Nach der «Panorama»-Recherche liess die Bildungsministerin Stark-Watzinger die Staatssekretärin Sabine Döring, die sie als Verantwortliche für den Prüfauftrag erklärte, in den Ruhestand versetzen. In einer Stellungnahme des Bildungsministeriums liess Stark-Watzinger verlauten, selbst nichts von dem Vorgang gewusst zu haben.
Recherchen des Spiegels liessen an dieser Darstellung jüngst aber Zweifel aufkommen. Die Bildungsministerin habe womöglich bereits früher über die Vorgänge Bescheid gewusst als angegeben.

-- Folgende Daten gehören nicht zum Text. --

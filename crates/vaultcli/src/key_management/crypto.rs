use std::{
    io::Read,
    path::{Path, PathBuf},
};

use clap::{Args, Subcommand};
use color_eyre::eyre::WrapErr;
use tracing::info;
use vaultcli_crypto::{WrappedWorkspaceKey, DEFAULT_WORKSPACE_KEY_SIZE};

use super::UserKeys;
use crate::render::CommandResult;

#[derive(Args, Clone)]
pub(crate) struct EncryptArgs {
    #[arg(long, help = "Wrapped workspace key, as stored in the workspace membership.")]
    pub(crate) workspace_key: WrappedWorkspaceKey,

    #[arg(long, help = "Read the plaintext from this file instead of stdin.")]
    pub(crate) input: Option<PathBuf>,
}

#[derive(Args, Clone)]
pub(crate) struct DecryptArgs {
    #[arg(long, help = "Wrapped workspace key, as stored in the workspace membership.")]
    pub(crate) workspace_key: WrappedWorkspaceKey,

    #[arg(long, help = "Read the encrypted payload from this file instead of stdin.")]
    pub(crate) input: Option<PathBuf>,

    #[arg(
        long,
        help = "Write the decrypted bytes to this file instead of printing them as text."
    )]
    pub(crate) raw_output: Option<PathBuf>,
}

#[derive(Subcommand, Clone)]
pub(crate) enum WorkspaceKeyCommand {
    #[command(long_about = "Generate a new workspace key wrapped for your own key.")]
    New {
        #[arg(long, default_value_t = DEFAULT_WORKSPACE_KEY_SIZE, help = "Key size in bytes.")]
        size: usize,
    },
}

impl EncryptArgs {
    pub(crate) fn run(self, config_path: Option<&Path>) -> CommandResult {
        let plaintext = read_input(self.input.as_deref())?;
        let cypher = UserKeys::load(config_path)?.cypher();

        Ok(cypher.encrypt(&self.workspace_key, &plaintext)?.into())
    }
}

impl DecryptArgs {
    pub(crate) fn run(self, config_path: Option<&Path>) -> CommandResult {
        let payload = String::from_utf8(read_input(self.input.as_deref())?)
            .wrap_err("Encrypted payload is not valid text")?;
        let cypher = UserKeys::load(config_path)?.cypher();

        match self.raw_output {
            Some(path) => {
                let data = cypher.decrypt(&self.workspace_key, &payload)?;
                std::fs::write(&path, &data)
                    .wrap_err_with(|| format!("vaultcli cannot write file '{}'", path.display()))?;
                info!(path = %path.display(), bytes = data.len(), "Wrote decrypted data");
                Ok(().into())
            }
            None => Ok(cypher
                .decrypt_to_string(&self.workspace_key, &payload)?
                .into()),
        }
    }
}

impl WorkspaceKeyCommand {
    pub(crate) fn run(self, config_path: Option<&Path>) -> CommandResult {
        match self {
            WorkspaceKeyCommand::New { size } => {
                let cypher = UserKeys::load(config_path)?.cypher();
                Ok(cypher.generate_wrapped_workspace_key(size)?.to_string().into())
            }
        }
    }
}

/// Read all of `path`, or stdin when no path is given.
pub(crate) fn read_input(path: Option<&Path>) -> color_eyre::eyre::Result<Vec<u8>> {
    match path {
        Some(path) => std::fs::read(path)
            .wrap_err_with(|| format!("vaultcli cannot read file '{}'", path.display())),
        None => {
            let mut buf = Vec::new();
            std::io::stdin().read_to_end(&mut buf)?;
            Ok(buf)
        }
    }
}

Politik und Wissenschaft wollen Antworten
Am Mittwoch musste sich Stark-Watzinger dem Bildungsausschuss im Bundestag für eine Befragung zu den Vorgängen stellen. Die Bildungsministerin wies dort die Vorwürfe, man habe die Liste der Wissenschaftlerinnen und Wissenschaftler in Auftrag gegeben, um Fördergelder zu kürzen, zurück.
Die Wissenschaftscommunity ist derweil empört und sieht die Wissenschaftsfreiheit in Gefahr. Der Präsident der Hochschulrektorenkonferenz, Walter Rosenthal, äusserte sich in einer Mitteilung besorgt:
«Eine Verknüpfung einer nicht strafbewehrten Meinungsäusserung mit der Frage einer weiteren Förderwürdigkeit der wissenschaftlichen Arbeit würde eine Verletzung der Wissenschaftsfreiheit darstellen.»
Über 3200 Personen aus der Wissenschaft unterzeichneten ausserdem einen offenen Brief, in dem der Rücktritt der Bildungsministerin gefordert wird.